● YOUR ASSIGNMENT: Reproduce the opening lines of the records exactly, please, stopping after the line that contains "default form method".
GIVEN DATA section start
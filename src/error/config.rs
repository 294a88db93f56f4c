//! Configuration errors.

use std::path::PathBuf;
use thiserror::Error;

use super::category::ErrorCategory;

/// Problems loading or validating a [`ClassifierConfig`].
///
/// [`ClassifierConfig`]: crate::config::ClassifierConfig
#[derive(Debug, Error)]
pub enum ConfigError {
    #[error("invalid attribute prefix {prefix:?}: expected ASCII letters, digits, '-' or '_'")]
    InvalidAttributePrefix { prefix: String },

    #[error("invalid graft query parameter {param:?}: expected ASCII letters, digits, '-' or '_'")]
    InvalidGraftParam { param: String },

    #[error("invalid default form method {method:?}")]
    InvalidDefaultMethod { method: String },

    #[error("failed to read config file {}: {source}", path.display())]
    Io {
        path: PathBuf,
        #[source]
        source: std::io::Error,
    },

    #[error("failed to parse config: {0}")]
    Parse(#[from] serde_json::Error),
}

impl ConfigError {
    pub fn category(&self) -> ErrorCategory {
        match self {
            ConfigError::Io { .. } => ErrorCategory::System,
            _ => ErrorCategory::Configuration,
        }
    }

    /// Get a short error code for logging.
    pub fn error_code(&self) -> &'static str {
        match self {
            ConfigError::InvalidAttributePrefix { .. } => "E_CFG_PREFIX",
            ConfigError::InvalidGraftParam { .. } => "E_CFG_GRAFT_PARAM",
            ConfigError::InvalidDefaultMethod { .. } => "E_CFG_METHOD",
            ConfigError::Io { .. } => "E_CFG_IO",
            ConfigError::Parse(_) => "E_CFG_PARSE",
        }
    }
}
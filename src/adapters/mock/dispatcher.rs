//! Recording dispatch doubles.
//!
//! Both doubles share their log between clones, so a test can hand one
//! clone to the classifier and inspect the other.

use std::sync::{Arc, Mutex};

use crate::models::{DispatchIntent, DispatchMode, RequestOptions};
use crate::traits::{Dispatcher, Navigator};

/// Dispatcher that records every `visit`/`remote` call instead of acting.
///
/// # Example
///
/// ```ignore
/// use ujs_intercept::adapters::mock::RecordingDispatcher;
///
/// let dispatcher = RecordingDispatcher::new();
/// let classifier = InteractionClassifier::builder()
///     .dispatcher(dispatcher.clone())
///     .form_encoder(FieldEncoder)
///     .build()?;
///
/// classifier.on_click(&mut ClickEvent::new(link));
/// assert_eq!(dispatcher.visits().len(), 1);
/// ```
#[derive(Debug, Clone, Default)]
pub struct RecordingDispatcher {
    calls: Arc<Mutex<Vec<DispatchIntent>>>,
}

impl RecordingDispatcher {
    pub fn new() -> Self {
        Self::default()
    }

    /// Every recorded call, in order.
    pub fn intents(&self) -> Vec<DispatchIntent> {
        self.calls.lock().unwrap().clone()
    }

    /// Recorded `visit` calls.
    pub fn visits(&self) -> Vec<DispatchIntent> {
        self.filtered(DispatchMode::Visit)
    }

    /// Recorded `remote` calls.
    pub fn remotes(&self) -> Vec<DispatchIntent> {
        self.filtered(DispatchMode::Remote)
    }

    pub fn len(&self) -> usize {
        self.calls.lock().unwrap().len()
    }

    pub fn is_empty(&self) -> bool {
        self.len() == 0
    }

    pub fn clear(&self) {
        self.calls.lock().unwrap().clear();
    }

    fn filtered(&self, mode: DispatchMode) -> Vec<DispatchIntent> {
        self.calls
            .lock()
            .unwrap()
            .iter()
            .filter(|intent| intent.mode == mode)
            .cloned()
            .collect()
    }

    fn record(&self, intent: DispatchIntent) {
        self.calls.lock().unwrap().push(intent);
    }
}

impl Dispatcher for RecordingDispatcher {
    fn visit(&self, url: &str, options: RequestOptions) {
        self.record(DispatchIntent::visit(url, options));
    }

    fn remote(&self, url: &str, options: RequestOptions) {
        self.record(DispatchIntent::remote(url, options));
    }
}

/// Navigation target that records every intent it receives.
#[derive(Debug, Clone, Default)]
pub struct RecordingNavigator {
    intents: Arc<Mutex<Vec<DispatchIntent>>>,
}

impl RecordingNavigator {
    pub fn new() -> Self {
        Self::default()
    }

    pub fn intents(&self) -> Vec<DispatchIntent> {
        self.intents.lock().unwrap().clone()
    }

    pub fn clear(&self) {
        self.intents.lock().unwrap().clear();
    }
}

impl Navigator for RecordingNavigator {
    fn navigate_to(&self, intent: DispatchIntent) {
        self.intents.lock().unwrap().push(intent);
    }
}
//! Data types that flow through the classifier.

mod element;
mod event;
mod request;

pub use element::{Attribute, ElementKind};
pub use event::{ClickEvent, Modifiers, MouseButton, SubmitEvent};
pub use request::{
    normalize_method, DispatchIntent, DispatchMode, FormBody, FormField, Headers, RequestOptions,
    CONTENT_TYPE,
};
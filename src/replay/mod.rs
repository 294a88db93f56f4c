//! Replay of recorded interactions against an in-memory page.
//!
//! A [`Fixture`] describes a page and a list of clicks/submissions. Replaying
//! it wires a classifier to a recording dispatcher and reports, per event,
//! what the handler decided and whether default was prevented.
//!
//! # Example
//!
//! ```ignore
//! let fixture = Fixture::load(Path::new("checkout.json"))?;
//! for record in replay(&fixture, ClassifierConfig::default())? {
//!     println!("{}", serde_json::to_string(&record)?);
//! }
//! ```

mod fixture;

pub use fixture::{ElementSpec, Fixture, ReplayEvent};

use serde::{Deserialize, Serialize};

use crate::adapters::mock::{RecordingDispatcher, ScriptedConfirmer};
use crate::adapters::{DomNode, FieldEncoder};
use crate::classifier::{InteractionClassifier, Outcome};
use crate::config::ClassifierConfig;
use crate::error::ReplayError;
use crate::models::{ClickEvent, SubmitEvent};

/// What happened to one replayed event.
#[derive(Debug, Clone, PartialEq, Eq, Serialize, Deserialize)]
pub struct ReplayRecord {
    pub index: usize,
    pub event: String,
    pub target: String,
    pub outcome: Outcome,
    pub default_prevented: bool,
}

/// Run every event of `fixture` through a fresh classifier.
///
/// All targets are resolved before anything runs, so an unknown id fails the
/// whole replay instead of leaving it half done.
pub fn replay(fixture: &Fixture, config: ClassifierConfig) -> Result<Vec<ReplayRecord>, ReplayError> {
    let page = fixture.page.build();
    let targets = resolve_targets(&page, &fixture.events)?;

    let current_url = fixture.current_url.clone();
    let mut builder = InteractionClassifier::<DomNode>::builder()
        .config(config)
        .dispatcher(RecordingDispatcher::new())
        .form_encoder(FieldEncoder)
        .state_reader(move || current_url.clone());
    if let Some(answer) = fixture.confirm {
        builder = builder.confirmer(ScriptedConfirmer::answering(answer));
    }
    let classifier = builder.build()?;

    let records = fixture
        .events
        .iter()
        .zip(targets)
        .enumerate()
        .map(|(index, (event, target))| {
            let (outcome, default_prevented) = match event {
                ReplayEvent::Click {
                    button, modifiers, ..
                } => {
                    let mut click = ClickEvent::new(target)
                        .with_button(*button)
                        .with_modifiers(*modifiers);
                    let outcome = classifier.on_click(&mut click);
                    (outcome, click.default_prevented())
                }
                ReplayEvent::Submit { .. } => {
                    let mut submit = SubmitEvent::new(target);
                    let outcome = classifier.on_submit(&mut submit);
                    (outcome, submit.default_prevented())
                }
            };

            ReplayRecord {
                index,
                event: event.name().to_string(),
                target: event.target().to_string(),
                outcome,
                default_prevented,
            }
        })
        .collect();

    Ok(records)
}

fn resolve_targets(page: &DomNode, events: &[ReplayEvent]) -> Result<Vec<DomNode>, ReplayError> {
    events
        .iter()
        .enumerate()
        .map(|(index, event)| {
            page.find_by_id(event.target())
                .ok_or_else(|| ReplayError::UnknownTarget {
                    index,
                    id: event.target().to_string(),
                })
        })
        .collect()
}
GIVEN DATA section end
● TASK RESPONSE:
filename src/error/config.rs
repository 294a88db93f56f4c
//! Configuration errors.

use std::path::PathBuf;
use thiserror::Error;

use super::category::ErrorCategory;

/// Problems loading or validating a [`ClassifierConfig`].
///
/// [`ClassifierConfig`]: crate::config::ClassifierConfig
#[derive(Debug, Error)]
pub enum ConfigError {
    #[error("invalid attribute prefix {prefix:?}: expected ASCII letters, digits, '-' or '_'")]
    InvalidAttributePrefix { prefix: String },

    #[error("invalid graft query parameter {param:?}: expected ASCII letters, digits, '-' or '_'")]
    InvalidGraftParam { param: String },

    #[error("invalid default form method {method:?}")]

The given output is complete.